Московский душегуб
Шрифт:
– Господи, как же не повезло бедняжке!
– Вы имеете в виду Настю?
– Красивый, сильный человек – и такое абсолютное презрение к другим людям. Патологическая глухота к чужому существованию. Как же она выдержала так долго?
И вы еще спрашиваете, почему плачет?
– С чего вы взяли, что я презираю людей?
– Презираете – слабо сказано. Они для вас просто не существуют. Вот маленький красноречивый штрих.

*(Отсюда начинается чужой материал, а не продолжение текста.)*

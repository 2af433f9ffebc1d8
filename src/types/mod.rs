pub mod config;
pub mod constants;
pub mod envelope;
pub mod error;

pub use config::{default_endpoint, ChannelConfig};
pub use constants::STATUS_UPDATE_EVENT;
pub use envelope::EventEnvelope;
pub use error::{MonitorError, Result};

Мы с вами здесь битый час беседуем, но вы даже не поинтересовались, как меня зовут. Действительно, зачем вам? Кто я такой? Нелепое препятствие на пути героя.
С такой же легкостью, как мухе, вы оторвете голову и мне, если понадобится. Верно?
– Более того, – согласился Алеша. – Получу от этого удовольствие. Вот вам еще один красноречивый
Это не я прячу вашу жену, а вы мою. И это не я вываливаю перед вами интеллигентскую блевотину, а вы передо мной. А я вынужден терпеть, потому что не знаю, где Настя… Не доводи до греха, старик!
– Уж какой великолепный зверь! – искренне восхитился художник и отодвинулся вместе со стулом. Он еще владел собой, но Алешина улыбка помертвела, и художник сознавал, что его самообладания не хватит надолго.
Он прожил трудную, но честную жизнь, полную размышлений о путях Господних, и надеялся встретить смерть в благолепии, но вот на склоне лет к нему на порог заглянул страшный гость, в облике которого было что-то такое, что ломало все его прежние представления о человеческой сущности. Потускневший взгляд молодого человека был равен приговору судьбы. Художник почувствовал, как все нутро его съежилось, онемело, и лишь слабо шевельнул рукой, то ли прося пощады, то ли в знак протеста.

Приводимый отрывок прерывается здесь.